## Exercise objective
Retype the listing that follows, leaving nothing out.

## Raw data
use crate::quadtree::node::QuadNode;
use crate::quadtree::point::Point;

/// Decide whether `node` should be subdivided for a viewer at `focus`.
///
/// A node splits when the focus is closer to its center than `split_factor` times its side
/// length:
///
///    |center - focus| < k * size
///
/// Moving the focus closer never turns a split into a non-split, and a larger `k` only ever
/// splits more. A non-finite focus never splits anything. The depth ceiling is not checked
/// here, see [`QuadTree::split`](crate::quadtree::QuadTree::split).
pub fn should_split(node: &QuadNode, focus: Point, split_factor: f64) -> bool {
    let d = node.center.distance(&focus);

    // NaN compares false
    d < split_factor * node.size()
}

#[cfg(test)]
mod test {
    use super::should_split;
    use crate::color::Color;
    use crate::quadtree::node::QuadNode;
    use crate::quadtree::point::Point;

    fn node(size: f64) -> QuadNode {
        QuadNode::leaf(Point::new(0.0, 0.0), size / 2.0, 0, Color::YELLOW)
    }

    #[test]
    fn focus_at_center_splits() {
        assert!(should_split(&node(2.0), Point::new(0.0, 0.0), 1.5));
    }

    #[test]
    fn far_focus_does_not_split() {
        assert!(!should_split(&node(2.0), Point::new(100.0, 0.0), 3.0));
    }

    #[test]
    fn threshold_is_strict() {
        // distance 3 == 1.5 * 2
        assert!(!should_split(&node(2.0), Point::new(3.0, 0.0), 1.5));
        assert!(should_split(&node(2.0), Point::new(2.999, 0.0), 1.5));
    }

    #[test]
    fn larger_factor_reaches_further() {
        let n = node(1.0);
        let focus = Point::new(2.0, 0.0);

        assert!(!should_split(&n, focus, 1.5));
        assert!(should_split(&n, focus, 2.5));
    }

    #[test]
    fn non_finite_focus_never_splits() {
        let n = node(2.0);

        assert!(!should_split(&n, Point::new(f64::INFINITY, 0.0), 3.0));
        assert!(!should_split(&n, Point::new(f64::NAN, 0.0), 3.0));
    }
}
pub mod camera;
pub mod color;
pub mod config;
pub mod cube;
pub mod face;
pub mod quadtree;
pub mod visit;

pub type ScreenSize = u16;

## Output
use crate::quadtree::node::QuadNode;
use crate::quadtree::point::Point;

/// Decide whether `node` should be subdivided for a viewer at `focus`.
///
/// A node splits when the focus is closer to its center than `split_factor` times its side
/// length:
///
///    |center - focus| < k * size
///
/// Moving the focus closer never turns a split into a non-split, and a larger `k` only ever
/// splits more. A non-finite focus never splits anything. The depth ceiling is not checked
/// here, see [`QuadTree::split`](crate::quadtree::QuadTree::split).
pub fn should_split(node: &QuadNode, focus: Point, split_factor: f64) -> bool {
    let d = node.center.distance(&focus);

    // NaN compares false
    d < split_factor * node.size()
}

#[cfg(test)]
mod test {
    use super::should_split;
    use crate::color::Color;
    use crate::quadtree::node::QuadNode;
    use crate::quadtree::point::Point;

    fn node(size: f64) -> QuadNode {
        QuadNode::leaf(Point::new(0.0, 0.0), size / 2.0, 0, Color::YELLOW)
    }

    #[test]
    fn focus_at_center_splits() {
        assert!(should_split(&node(2.0), Point::new(0.0, 0.0), 1.5));
    }

    #[test]
    fn far_focus_does_not_split() {
        assert!(!should_split(&node(2.0), Point::new(100.0, 0.0), 3.0));
    }

    #[test]
    fn threshold_is_strict() {
        // distance 3 == 1.5 * 2
        assert!(!should_split(&node(2.0), Point::new(3.0, 0.0), 1.5));
        assert!(should_split(&node(2.0), Point::new(2.999, 0.0), 1.5));
    }

    #[test]
    fn larger_factor_reaches_further() {
        let n = node(1.0);
        let focus = Point::new(2.0, 0.0);

        assert!(!should_split(&n, focus, 1.5));
        assert!(should_split(&n, focus, 2.5));
    }

    #[test]
    fn non_finite_focus_never_splits() {
        let n = node(2.0);

        assert!(!should_split(&n, Point::new(f64::INFINITY, 0.0), 3.0));
        assert!(!should_split(&n, Point::new(f64::NAN, 0.0), 3.0));
    }
}
pub mod camera;
pub mod color;
pub mod config;
pub mod cube;
pub mod face;
pub mod quadtree;
pub mod visit;

pub type ScreenSize = u16;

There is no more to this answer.